Start of Block

//! Tool registry and dispatch.

use std::future::Future;
use std::pin::Pin;
use std::sync::Arc;

use gitforge_core::{Error, ForgeApi, Result};
use serde_json::{Map, Value};

use crate::protocol::{ToolCallResult, ToolDefinition};

/// Future returned by a tool handler.
pub type HandlerFuture = Pin<Box<dyn Future<Output = Result<Value>> + Send>>;

/// A tool handler maps resolved call arguments to one backend call and
/// returns the decoded value unchanged.
pub type ToolHandler = fn(Arc<dyn ForgeApi>, Map<String, Value>) -> HandlerFuture;

struct ToolDef {
    tool: ToolDefinition,
    handler: ToolHandler,
}

/// Insertion-ordered catalogue of tools, built once at startup and
/// read-only afterwards.
#[derive(Default)]
pub struct Registry {
    tools: Vec<ToolDef>,
}

impl Registry {
    /// Create an empty registry.
    pub fn new() -> Self {
        Self { tools: Vec::new() }
    }

    /// Create a registry with the full resource tool catalogue.
    pub fn with_default_tools() -> Self {
        let mut registry = Self::new();
        crate::tools::register_all(&mut registry);
        registry
    }

    /// Add a tool definition to the registry.
    ///
    /// Panics if the name is already registered: a colliding entry
    /// would be permanently unreachable, so registration fails fast.
    pub fn register(&mut self, tool: ToolDefinition, handler: ToolHandler) {
        assert!(
            !self.tools.iter().any(|def| def.tool.name == tool.name),
            "duplicate tool name: {}",
            tool.name
        );
        self.tools.push(ToolDef { tool, handler });
    }

    /// All tool descriptors, in registration order.
    pub fn list(&self) -> Vec<ToolDefinition> {
        self.tools.iter().map(|def| def.tool.clone()).collect()
    }

    /// Dispatch a tool call to the matching handler.
    ///
    /// Handler failures (argument validation, backend errors) come back
    /// as an `Ok` result flagged with `is_error`; only an unknown tool
    /// name is an `Err`, which the server surfaces as a protocol-level
    /// internal error.
    pub async fn call(
        &self,
        client: &Arc<dyn ForgeApi>,
        name: &str,
        arguments: Map<String, Value>,
    ) -> Result<ToolCallResult> {
        let def = self
            .tools
            .iter()
            .find(|def| def.tool.name == name)
            .ok_or_else(|| Error::UnknownTool(name.to_string()))?;

        tracing::info!(tool = name, "calling tool");

        match (def.handler)(Arc::clone(client), arguments).await {
            Ok(value) => match serde_json::to_string_pretty(&value) {
                Ok(text) => Ok(ToolCallResult::text(text)),
                Err(e) => Ok(ToolCallResult::error(format!(
                    "Error serializing result: {}",
                    e
                ))),
            },
            Err(e) => Ok(ToolCallResult::error(format!("Error: {}", e))),
        }
    }
}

End of Block

Work item
Up to and including the final line of the data above, please copy every line exactly, starting from the one that contains "in registration order.".

Answer area
    /// All tool descriptors, in registration order.
    pub fn list(&self) -> Vec<ToolDefinition> {
        self.tools.iter().map(|def| def.tool.clone()).collect()
    }

    /// Dispatch a tool call to the matching handler.
    ///
    /// Handler failures (argument validation, backend errors) come back
    /// as an `Ok` result flagged with `is_error`; only an unknown tool
    /// name is an `Err`, which the server surfaces as a protocol-level
    /// internal error.
    pub async fn call(
        &self,
        client: &Arc<dyn ForgeApi>,
        name: &str,
        arguments: Map<String, Value>,
    ) -> Result<ToolCallResult> {
        let def = self
            .tools
            .iter()
            .find(|def| def.tool.name == name)
            .ok_or_else(|| Error::UnknownTool(name.to_string()))?;

        tracing::info!(tool = name, "calling tool");

        match (def.handler)(Arc::clone(client), arguments).await {
            Ok(value) => match serde_json::to_string_pretty(&value) {
                Ok(text) => Ok(ToolCallResult::text(text)),
                Err(e) => Ok(ToolCallResult::error(format!(
                    "Error serializing result: {}",
                    e
                ))),
            },
            Err(e) => Ok(ToolCallResult::error(format!("Error: {}", e))),
        }
    }
}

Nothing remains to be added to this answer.